Classical Political Economy
The mercantilists (1621-1776) were the first group that really grappled with the question of value. Mercantilism was the expression of interests of English commercial capitalists. The mercantile capitalists found it detrimental to their interests to have the export of precious metals forbidden. Therefore the mercantilist theories were a reflection of the capitalist ideas of the period. Advocates of mercantilism held the view that riches were really obtained by trade, buying cheap and selling dear, thus obtaining a favourable trade balance to be settled with "treasure". The three leading members of this school were Sir William Petty (1623-1687), Benjamin Franklin (1706-1790) and Richard Cantillon (1680-1734).
Petty was the founder of political economy. In his book, A TREATISE OF TAXES AND CONTRIBUTIONS (1667), he held that 'Natural Price' (value) is governed by the quantity of labour required to produce a commodity but he thought that the labour required in producing precious metals like gold and silver was the real value-producing labour. He believed that the profit of the industrial capitalist was the return for the energy he expended and that 'unpaid labour' was ground-rent and interest; these were very desirable views for the capitalists.
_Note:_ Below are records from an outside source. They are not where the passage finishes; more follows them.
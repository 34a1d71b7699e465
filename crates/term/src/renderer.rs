//! TerminalRenderer: flushes a framebuffer to the terminal.
//!
//! The caller keeps one persistent framebuffer and paints into it
//! incrementally; each `draw` only emits the runs that changed since the last
//! flush.

use std::io::{self, Write};

use anyhow::Result;

use crossterm::{
    cursor, event,
    style::{Attribute, Color, Print, ResetColor, SetAttribute, SetBackgroundColor, SetForegroundColor},
    terminal, QueueableCommand,
};

use crate::fb::{CellStyle, FrameBuffer, Rgb, WIDE_TAIL};

pub struct TerminalRenderer {
    stdout: io::Stdout,
    /// What the terminal currently shows.
    shown: Option<FrameBuffer>,
    buf: Vec<u8>,
}

impl Default for TerminalRenderer {
    fn default() -> Self {
        Self::new()
    }
}

impl TerminalRenderer {
    pub fn new() -> Self {
        Self {
            stdout: io::stdout(),
            shown: None,
            buf: Vec::with_capacity(64 * 1024),
        }
    }

    /// Raw mode, alternate screen, hidden cursor, mouse reporting.
    pub fn enter(&mut self) -> Result<()> {
        terminal::enable_raw_mode()?;
        self.buf.clear();
        self.buf.queue(terminal::EnterAlternateScreen)?;
        self.buf.queue(event::EnableMouseCapture)?;
        self.buf.queue(cursor::Hide)?;
        self.buf.queue(terminal::DisableLineWrap)?;
        self.flush_buf()?;
        Ok(())
    }

    pub fn exit(&mut self) -> Result<()> {
        self.buf.clear();
        self.buf.queue(ResetColor)?;
        self.buf.queue(SetAttribute(Attribute::Reset))?;
        self.buf.queue(terminal::EnableLineWrap)?;
        self.buf.queue(cursor::Show)?;
        self.buf.queue(event::DisableMouseCapture)?;
        self.buf.queue(terminal::LeaveAlternateScreen)?;
        self.flush_buf()?;
        terminal::disable_raw_mode()?;
        Ok(())
    }

    /// Force the next draw to be a full redraw (e.g. after a resize).
    pub fn invalidate(&mut self) {
        self.shown = None;
    }

    /// Flush `fb`, diffing against what was last shown.
    pub fn draw(&mut self, fb: &FrameBuffer) -> Result<()> {
        self.buf.clear();
        match self.shown.as_mut() {
            Some(shown) if shown.width() == fb.width() && shown.height() == fb.height() => {
                encode_diff_into(shown, fb, &mut self.buf)?;
                shown.clone_from(fb);
            }
            _ => {
                encode_full_into(fb, &mut self.buf)?;
                self.shown = Some(fb.clone());
            }
        }
        if self.buf.is_empty() {
            return Ok(());
        }
        self.flush_buf()
    }

    fn flush_buf(&mut self) -> Result<()> {
        self.stdout.write_all(&self.buf)?;
        self.stdout.flush()?;
        Ok(())
    }
}

/// Encode a full-frame redraw into `out`.
pub fn encode_full_into(fb: &FrameBuffer, out: &mut Vec<u8>) -> Result<()> {
    out.queue(terminal::Clear(terminal::ClearType::All))?;
    out.queue(cursor::MoveTo(0, 0))?;

    let mut current_style: Option<CellStyle> = None;
    for y in 0..fb.height() {
        out.queue(cursor::MoveTo(0, y))?;
        for x in 0..fb.width() {
            let cell = fb.get(x, y).unwrap_or_default();
            if cell.ch == WIDE_TAIL {
                continue;
            }
            if current_style != Some(cell.style) {
                apply_style_into(out, cell.style)?;
                current_style = Some(cell.style);
            }
            out.queue(Print(cell.ch))?;
        }
    }

    out.queue(ResetColor)?;
    out.queue(SetAttribute(Attribute::Reset))?;
    Ok(())
}

/// Encode only the changed runs into `out`. Emits nothing when the frames match.
pub fn encode_diff_into(prev: &FrameBuffer, next: &FrameBuffer, out: &mut Vec<u8>) -> Result<()> {
    let mut current_style: Option<CellStyle> = None;
    let mut any = false;

    for_each_changed_run(prev, next, |x, y, len| {
        any = true;
        out.queue(cursor::MoveTo(x, y))?;
        for dx in 0..len {
            let cell = next.get(x + dx, y).unwrap_or_default();
            if cell.ch == WIDE_TAIL {
                continue;
            }
            if current_style != Some(cell.style) {
                apply_style_into(out, cell.style)?;
                current_style = Some(cell.style);
            }
            out.queue(Print(cell.ch))?;
        }
        Ok(())
    })?;

    if any {
        out.queue(ResetColor)?;
        out.queue(SetAttribute(Attribute::Reset))?;
    }
    Ok(())
}

fn apply_style_into(out: &mut Vec<u8>, style: CellStyle) -> Result<()> {
    out.queue(SetForegroundColor(rgb_to_color(style.fg)))?;
    out.queue(SetBackgroundColor(rgb_to_color(style.bg)))?;
    out.queue(SetAttribute(Attribute::Reset))?;
    if style.bold {
        out.queue(SetAttribute(Attribute::Bold))?;
    }
    if style.dim {
        out.queue(SetAttribute(Attribute::Dim))?;
    }
    Ok(())
}

fn rgb_to_color(rgb: Rgb) -> Color {
    Color::Rgb {
        r: rgb.r,
        g: rgb.g,
        b: rgb.b,
    }
}

fn for_each_changed_run(
    prev: &FrameBuffer,
    next: &FrameBuffer,
    mut f: impl FnMut(u16, u16, u16) -> Result<()>,
) -> Result<()> {
    if prev.width() != next.width() || prev.height() != next.height() {
        for y in 0..next.height() {
            f(0, y, next.width())?;
        }
        return Ok(());
    }

    let w = next.width();
    for y in 0..next.height() {
        let mut x = 0;
        while x < w {
            if prev.get(x, y) == next.get(x, y) {
                x += 1;
                continue;
            }
            let start = x;
            x += 1;
            while x < w && prev.get(x, y) != next.get(x, y) {
                x += 1;
            }
            f(start, y, x - start)?;
        }
    }

    Ok(())
}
Benjamin Franklin, in his ESSAY ON A MODEST ENQUIRY INTO THE NATURE AND NECESSITY OF A PAPER CURRENCY (1729), contended that the value of all things was measured by labour but he believed that money had an extra value. He held the view that money increased in value by virtue of the fact that it saved time in the distribution of commodities. Richard Cantillon in his ESSAY ON THE NATURE OF COMMERCE IN GENERAL (1759), held that the value of a commodity is equal to the quantity of land and labour involved in its production. He was a forerunner of the Physiocrats.
The Physiocrats (1758-1797)
The physiocrats represented the interests of the rising French capitalists who were mainly capitalist farmers. It was the first school that made a break with the mercantilist theories of Petty and Franklin. The physiocrats held that agricultural labour alone was the sole source of riches, and that it was the landowning classes that appropriated surplus wealth in the form of rent.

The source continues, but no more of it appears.